Nikolaj Arcel
THE PROMISED LAND (Original title: Bastarden)
In 1755, penniless Captain Ludvig Kahlen sets off to conquer the harsh and desolate Danish lands with a seemingly impossible goal: to establish a colony in the name of the King. In return, he will receive a desperately desired royal title. The only sovereign of the area, the ruthless Frederik de Schinkel, wants to stop him, but Kahlen will not be intimidated and will engage in an unequal battle alongside the family of outcasts that has formed around him.
Nikolaj Arcel returns to direct a historical film eleven years after Royal Affair, with which he won the Silver Bear in Berlin in 2012, and once again entrusts the leading role to Mads Mikkelsen.
At the heart of the story is once again a man of humble origins who tries to assert himself at the Danish royal court, characterized by splendor and painful relationships, founded on arranged and convenience marriages. The monarchy and its representatives, even those newly acquired, are often paranoid, schizophrenic, or violent, the king is perpetually drunk and a puppet in the hands of the aristocrats who surround him. The Promised Land, however, leaves aside the obtuse and morally corrupt court, transforming the heath of Danish Jutland as the center of the scene, a hostile and uncultivable land.
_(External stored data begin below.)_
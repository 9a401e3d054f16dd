use crate::{
    disk_format::directory_entry::MAX_DIRECTORY_ENTRIES,
    error::{Resource, Result, SfsError},
};

use super::{FileHandle, InodeIndex};

/// The maximum number of simultaneously open files.
pub const MAX_OPEN_FILES: usize = MAX_DIRECTORY_ENTRIES;

/// A slot of the descriptor table.
#[derive(Clone, Copy, Debug, Default, PartialEq, Eq)]
pub enum Descriptor {
    #[default]
    Free,
    /// An open file and the position of the next read or write.
    Open { inode: InodeIndex, cursor: usize },
    /// The file was removed while open. The handle stays reserved until it is closed.
    Orphaned,
}

/// The table of open files. Lives in memory only.
pub struct DescriptorTable {
    slots: Vec<Descriptor>,
}

impl DescriptorTable {
    pub fn new() -> Self {
        DescriptorTable {
            slots: vec![Descriptor::Free; MAX_OPEN_FILES],
        }
    }

    pub fn get(&self, handle: FileHandle) -> Result<Descriptor> {
        self.slots
            .get(handle)
            .copied()
            .ok_or_else(|| SfsError::NotFound(format!("file handle {handle}")))
    }

    /// The inode and cursor of an open handle.
    pub fn get_open(&self, handle: FileHandle) -> Result<(InodeIndex, usize)> {
        match self.get(handle)? {
            Descriptor::Open { inode, cursor } => Ok((inode, cursor)),
            Descriptor::Free => Err(SfsError::InvalidState(format!(
                "file handle {handle} is not open"
            ))),
            Descriptor::Orphaned => Err(SfsError::InvalidState(format!(
                "file handle {handle} refers to a removed file"
            ))),
        }
    }

    pub fn has_free_slot(&self) -> bool {
        self.slots.contains(&Descriptor::Free)
    }

    /// Opens `inode` with the cursor at `size`.
    ///
    /// An inode is open through at most one handle: opening it again moves the existing handle's
    /// cursor to `size` and returns that handle.
    pub fn open(&mut self, inode: InodeIndex, size: usize) -> Result<FileHandle> {
        let existing = self.slots.iter().position(
            |descriptor| matches!(descriptor, Descriptor::Open { inode: open, .. } if *open == inode),
        );

        let handle = existing
            .or_else(|| self.slots.iter().position(|d| *d == Descriptor::Free))
            .ok_or(SfsError::Exhausted(Resource::Descriptors))?;

        self.slots[handle] = Descriptor::Open {
            inode,
            cursor: size,
        };

        Ok(handle)
    }

    pub fn close(&mut self, handle: FileHandle) -> Result<()> {
        if self.get(handle)? == Descriptor::Free {
            return Err(SfsError::InvalidState(format!(
                "file handle {handle} is already closed"
            )));
        }

        self.slots[handle] = Descriptor::Free;

        Ok(())
    }

    /// Moves the cursor of an open handle. The offset isn't checked against the file size.
    pub fn seek(&mut self, handle: FileHandle, offset: usize) -> Result<()> {
        let (inode, _) = self.get_open(handle)?;

        self.slots[handle] = Descriptor::Open {
            inode,
            cursor: offset,
        };

        Ok(())
    }

    /// Marks every handle open on `inode` as orphaned, returning how many there were.
    pub fn orphan(&mut self, inode: InodeIndex) -> usize {
        let mut count = 0;

        for descriptor in &mut self.slots {
            if matches!(descriptor, Descriptor::Open { inode: open, .. } if *open == inode) {
                *descriptor = Descriptor::Orphaned;
                count += 1;
            }
        }

        count
    }
}

impl Default for DescriptorTable {
    fn default() -> Self {
        Self::new()
    }
}
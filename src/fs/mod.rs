/// An implementation of a FUSE filesystem around SFS.
mod fuse;
/// Filesystem metadata structures.
mod metadata;

pub use fuse::SfsFs;
pub use metadata::{OwnershipMetadata, TimeMetadata};
use log::debug;

use crate::{
    disk_format::{
        block::BlockPointer,
        inode::{
            IndirectBlock, Inode, FREE_INODE, INODE_SIZE, MAX_FILE_BLOCKS, NUM_DIRECT, NUM_INODES,
        },
        layout::{data_block, INODE_TABLE_REGION},
    },
    error::{Resource, Result, SfsError},
    storage::{transfer, BlockStorage},
};

use super::{allocator::FreeBlockMap, BlockIndex, InodeIndex};

/// The in-memory copy of the inode table.
pub struct InodeTable {
    inodes: Vec<Inode>,
}

impl InodeTable {
    /// A table of unused inodes.
    pub fn new() -> Self {
        InodeTable {
            inodes: vec![FREE_INODE; NUM_INODES],
        }
    }

    pub fn load<S: BlockStorage>(storage: &S) -> Result<Self> {
        let bytes = transfer::load(storage, INODE_TABLE_REGION)?;

        let inodes = bytes
            .chunks_exact(INODE_SIZE)
            .take(NUM_INODES)
            .map(bincode::deserialize::<Inode>)
            .collect::<Result<Vec<_>, _>>()?;

        Ok(InodeTable { inodes })
    }

    pub fn sync<S: BlockStorage>(&self, storage: &mut S) -> Result<()> {
        let bytes = serialize_inodes(&self.inodes)?;
        transfer::store(storage, INODE_TABLE_REGION, &bytes)?;

        Ok(())
    }

    pub fn get(&self, index: InodeIndex) -> Result<&Inode> {
        self.inodes
            .get(index)
            .ok_or_else(|| SfsError::NotFound(format!("inode #{index}")))
    }

    pub fn get_mut(&mut self, index: InodeIndex) -> Result<&mut Inode> {
        self.inodes
            .get_mut(index)
            .ok_or_else(|| SfsError::NotFound(format!("inode #{index}")))
    }

    /// Like [`Self::get`], but fails for unused inodes.
    pub fn get_used(&self, index: InodeIndex) -> Result<&Inode> {
        let inode = self.get(index)?;

        if !inode.is_used() {
            return Err(SfsError::InvalidState(format!("inode #{index} is not in use")));
        }

        Ok(inode)
    }

    /// Iterates over all inodes along with their indices.
    pub fn iter(&self) -> impl Iterator<Item = (InodeIndex, &Inode)> {
        self.inodes.iter().enumerate()
    }

    pub fn free_count(&self) -> usize {
        self.inodes.iter().filter(|inode| !inode.is_used()).count()
    }

    /// Claims the first unused inode. The caller is responsible for syncing the table.
    pub fn create(&mut self) -> Result<InodeIndex> {
        let index = self
            .inodes
            .iter()
            .position(|inode| !inode.is_used())
            .ok_or(SfsError::Exhausted(Resource::Inodes))?;

        self.inodes[index] = Inode::new();

        debug!("[inode #{index}] created");
        Ok(index)
    }

    /// Frees all of the inode's blocks (including the indirect block) and marks it unused.
    pub fn delete<S: BlockStorage>(
        &mut self,
        index: InodeIndex,
        storage: &mut S,
        bitmap: &mut FreeBlockMap,
    ) -> Result<()> {
        let indirect = self.get_used(index)?.indirect;

        let mut blocks = self.block_list(index, storage)?;
        blocks.extend(indirect.get());

        bitmap.free(&blocks, storage)?;

        self.inodes[index] = FREE_INODE;
        self.sync(storage)?;

        debug!("[inode #{index}] deleted, freed {} blocks", blocks.len());
        Ok(())
    }

    /// The content blocks of the inode, in file order.
    pub fn block_list<S: BlockStorage>(&self, index: InodeIndex, storage: &S) -> Result<Vec<BlockIndex>> {
        let inode = self.get(index)?;

        let mut blocks = inode
            .direct
            .iter()
            .map_while(|pointer| pointer.get())
            .collect::<Vec<_>>();

        if blocks.len() < NUM_DIRECT {
            return Ok(blocks);
        }

        if let Some(indirect) = inode.indirect.get() {
            blocks.extend(read_indirect_block(storage, indirect)?.blocks());
        }

        Ok(blocks)
    }

    /// Points the inode at `blocks`, its complete list of content blocks in file order.
    ///
    /// The first [`NUM_DIRECT`] blocks go in the direct list, the rest in the indirect block,
    /// which is allocated if the inode doesn't have one yet.
    pub fn rebuild_block_list<S: BlockStorage>(
        &mut self,
        index: InodeIndex,
        blocks: &[BlockIndex],
        storage: &mut S,
        bitmap: &mut FreeBlockMap,
    ) -> Result<()> {
        if blocks.len() > MAX_FILE_BLOCKS {
            return Err(SfsError::InvalidArgument(format!(
                "{} blocks exceed the maximum of {MAX_FILE_BLOCKS} per file",
                blocks.len()
            )));
        }

        let (direct, rest) = blocks.split_at(blocks.len().min(NUM_DIRECT));

        let indirect = match (rest.is_empty(), self.get(index)?.indirect.get()) {
            (true, _) => None,
            (false, Some(indirect)) => Some(indirect),
            (false, None) => Some(bitmap.allocate_one(storage)?),
        };

        let inode = self.get_mut(index)?;
        for (i, pointer) in inode.direct.iter_mut().enumerate() {
            *pointer = direct.get(i).copied().into();
        }

        if let Some(indirect) = indirect {
            inode.indirect = BlockPointer::to(indirect);
        }

        self.sync(storage)?;

        if let Some(indirect) = indirect {
            let bytes = IndirectBlock::from_blocks(rest)?.to_bytes()?;
            transfer::store(storage, data_block(indirect), &bytes)?;
        }

        Ok(())
    }

    /// Keeps the first `len` content blocks of the inode and frees the rest, along with the
    /// indirect block once the direct list can hold everything that's left.
    pub fn truncate_block_list<S: BlockStorage>(
        &mut self,
        index: InodeIndex,
        len: usize,
        storage: &mut S,
        bitmap: &mut FreeBlockMap,
    ) -> Result<()> {
        let blocks = self.block_list(index, storage)?;
        if blocks.len() <= len {
            return self.sync(storage);
        }

        let (kept, dropped) = blocks.split_at(len);
        let mut freed = dropped.to_vec();

        let indirect = self.get(index)?.indirect.get().filter(|_| len > NUM_DIRECT);

        let inode = self.get_mut(index)?;
        for (i, pointer) in inode.direct.iter_mut().enumerate() {
            *pointer = kept.get(i).copied().into();
        }

        if indirect.is_none() {
            freed.extend(inode.indirect.get());
            inode.indirect = BlockPointer::ABSENT;
        }

        self.sync(storage)?;

        if let Some(indirect) = indirect {
            let bytes = IndirectBlock::from_blocks(&kept[NUM_DIRECT..])?.to_bytes()?;
            transfer::store(storage, data_block(indirect), &bytes)?;
        }

        bitmap.free(&freed, storage)?;

        debug!("[inode #{index}] truncated to {len} blocks, freed {}", freed.len());
        Ok(())
    }
}

impl Default for InodeTable {
    fn default() -> Self {
        Self::new()
    }
}

fn read_indirect_block<S: BlockStorage>(storage: &S, block: BlockIndex) -> Result<IndirectBlock> {
    let bytes = transfer::load(storage, data_block(block))?;
    Ok(IndirectBlock::from_bytes(&bytes)?)
}

/// Serialize a slice of inodes.
fn serialize_inodes(inodes: &[Inode]) -> Result<Vec<u8>> {
    Ok(inodes
        .iter()
        .map(bincode::serialize)
        .collect::<Result<Vec<_>, _>>()?
        .concat())
}

#[cfg(test)]
mod tests {
    use crate::{
        disk_format::{block::BLOCK_SIZE, inode::NUM_INDIRECT, layout::NUM_DATA_BLOCKS},
        storage::MemoryStorage,
    };

    use super::*;

    fn setup() -> (MemoryStorage, FreeBlockMap, InodeTable) {
        (
            MemoryStorage::new(),
            FreeBlockMap::new(NUM_DATA_BLOCKS),
            InodeTable::new(),
        )
    }

    #[test]
    fn test_create_claims_first_unused_inode() {
        let mut table = InodeTable::new();

        assert_eq!(table.create().unwrap(), 0);
        assert_eq!(table.create().unwrap(), 1);
        table.inodes[0] = FREE_INODE;
        assert_eq!(table.create().unwrap(), 0);

        let inode = table.get(1).unwrap();
        assert!(inode.is_used());
        assert_eq!(inode.size(), 0);
        assert!(inode.indirect.is_absent());
    }

    #[test]
    fn test_create_exhausts_table() {
        let mut table = InodeTable::new();

        for _ in 0..NUM_INODES {
            table.create().unwrap();
        }

        assert!(matches!(
            table.create(),
            Err(SfsError::Exhausted(Resource::Inodes))
        ));
        assert_eq!(table.free_count(), 0);
    }

    #[test]
    fn test_out_of_range_inode() {
        let table = InodeTable::new();

        assert!(matches!(table.get(NUM_INODES), Err(SfsError::NotFound(_))));
        assert!(matches!(table.get_used(3), Err(SfsError::InvalidState(_))));
    }

    #[test]
    fn test_direct_blocks_only() {
        let (mut storage, mut bitmap, mut table) = setup();
        let inum = table.create().unwrap();

        table
            .rebuild_block_list(inum, &[4, 2, 9], &mut storage, &mut bitmap)
            .unwrap();

        assert_eq!(table.block_list(inum, &storage).unwrap(), vec![4, 2, 9]);
        assert!(table.get(inum).unwrap().indirect.is_absent());
        assert_eq!(bitmap.allocated_count(), 0);
    }

    #[test]
    fn test_indirect_block_is_allocated_on_overflow() {
        let (mut storage, mut bitmap, mut table) = setup();
        let inum = table.create().unwrap();

        let blocks = bitmap.allocate(NUM_DIRECT + 3, &mut storage).unwrap();
        table
            .rebuild_block_list(inum, &blocks, &mut storage, &mut bitmap)
            .unwrap();

        let indirect = table.get(inum).unwrap().indirect.get().unwrap();
        assert_eq!(indirect, NUM_DIRECT + 3);
        assert!(bitmap.is_allocated(indirect));
        assert_eq!(table.block_list(inum, &storage).unwrap(), blocks);

        // growing again reuses the same indirect block
        let mut more = blocks.clone();
        more.extend(bitmap.allocate(2, &mut storage).unwrap());
        table
            .rebuild_block_list(inum, &more, &mut storage, &mut bitmap)
            .unwrap();

        assert_eq!(table.get(inum).unwrap().indirect.get(), Some(indirect));
        assert_eq!(table.block_list(inum, &storage).unwrap(), more);
    }

    #[test]
    fn test_rebuild_rejects_oversized_list() {
        let (mut storage, mut bitmap, mut table) = setup();
        let inum = table.create().unwrap();
        let blocks = (0..=NUM_DIRECT + NUM_INDIRECT).collect::<Vec<_>>();

        assert!(matches!(
            table.rebuild_block_list(inum, &blocks, &mut storage, &mut bitmap),
            Err(SfsError::InvalidArgument(_))
        ));
    }

    #[test]
    fn test_delete_frees_all_blocks() {
        let (mut storage, mut bitmap, mut table) = setup();
        let inum = table.create().unwrap();

        let blocks = bitmap.allocate(NUM_DIRECT + 1, &mut storage).unwrap();
        transfer::store(&mut storage, data_block(blocks[0]), &[0xaa; BLOCK_SIZE]).unwrap();
        table
            .rebuild_block_list(inum, &blocks, &mut storage, &mut bitmap)
            .unwrap();
        assert_eq!(bitmap.allocated_count(), NUM_DIRECT + 2);

        table.delete(inum, &mut storage, &mut bitmap).unwrap();

        assert_eq!(bitmap.allocated_count(), 0);
        assert_eq!(*table.get(inum).unwrap(), FREE_INODE);
        assert_eq!(
            transfer::load(&storage, data_block(blocks[0])).unwrap(),
            vec![0; BLOCK_SIZE]
        );
    }

    #[test]
    fn test_truncate_frees_tail_and_indirect_block() {
        let (mut storage, mut bitmap, mut table) = setup();
        let inum = table.create().unwrap();

        let blocks = bitmap.allocate(NUM_DIRECT + 4, &mut storage).unwrap();
        table
            .rebuild_block_list(inum, &blocks, &mut storage, &mut bitmap)
            .unwrap();

        table
            .truncate_block_list(inum, NUM_DIRECT + 1, &mut storage, &mut bitmap)
            .unwrap();
        assert_eq!(table.block_list(inum, &storage).unwrap(), blocks[..NUM_DIRECT + 1]);
        assert_eq!(bitmap.allocated_count(), NUM_DIRECT + 2);

        table
            .truncate_block_list(inum, 2, &mut storage, &mut bitmap)
            .unwrap();
        assert_eq!(table.block_list(inum, &storage).unwrap(), blocks[..2]);
        assert!(table.get(inum).unwrap().indirect.is_absent());
        assert_eq!(bitmap.allocated_count(), 2);

        // nothing to drop
        table
            .truncate_block_list(inum, 5, &mut storage, &mut bitmap)
            .unwrap();
        assert_eq!(bitmap.allocated_count(), 2);
    }

    #[test]
    fn test_table_survives_reload() {
        let (mut storage, mut bitmap, mut table) = setup();
        let inum = table.create().unwrap();
        table.get_mut(inum).unwrap().size = 1234;

        let blocks = bitmap.allocate(NUM_DIRECT + 5, &mut storage).unwrap();
        table
            .rebuild_block_list(inum, &blocks, &mut storage, &mut bitmap)
            .unwrap();

        let loaded = InodeTable::load(&storage).unwrap();
        assert_eq!(loaded.get(inum).unwrap(), table.get(inum).unwrap());
        assert_eq!(loaded.get(inum).unwrap().size(), 1234);
        assert_eq!(loaded.block_list(inum, &storage).unwrap(), blocks);
        assert_eq!(loaded.free_count(), NUM_INODES - 1);
    }
}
The film, a cinematic adaptation of the 2020 book Kaptajnen og Ann Barbara by Ida Jessen, focuses on this man’s attempt, Captain Ludvig Kahlen, to transform the scorched and sterile land into a colony. To do this, he must make a barren land fertile, driven by the king’s desire to see his lands civilized. Ludvig Kahlen, in addition to his loyalty to the Crown, has nothing else to lose and embarks on an adventure that immediately takes on epic proportions, where the attempt to find new habitable lands becomes a venture on the brink of madness.
Historical drama and western merge, in this constantly opposed effort to bring civilization to a rejecting nature, against all evidence. From the beginning, Captain Kahlen finds himself forced, against his solitary nature, to surround himself with people who support him in his enterprise. Reluctantly, he finds himself slowly inserted into a network of relationships that will slowly change his character and his very convictions.
Even in The Promised Land, as in Royal Affair, we find the figure of an ambitious man trying to make his social ascent in an environment that, deep down, repulses him. But in this case, the theme of how priorities and viewpoints can change in the face of the possible irruption of love is also inserted: the choice between ambition or family, between one’s goals and the good of those we love, make the film inevitably (forcedly?) current and easily transposable to our times.
The great contradictions of life, the desire and determination to achieve goals against the surrender in the face of chaos (as the film’s villain, the wicked local lord who declares war on Kahlen, continuously says), face each other in a clash of personalities and life vision that culminates in the macabre and the wild.
In a story where the bad are truly bad, and the good are good to the core, there is no lack of a strong and well-crafted female figure, played by Amanda Collin, who embodies in a unique and perhaps somewhat elementary way all the characteristics that today’s and yesterday’s heroines should possess.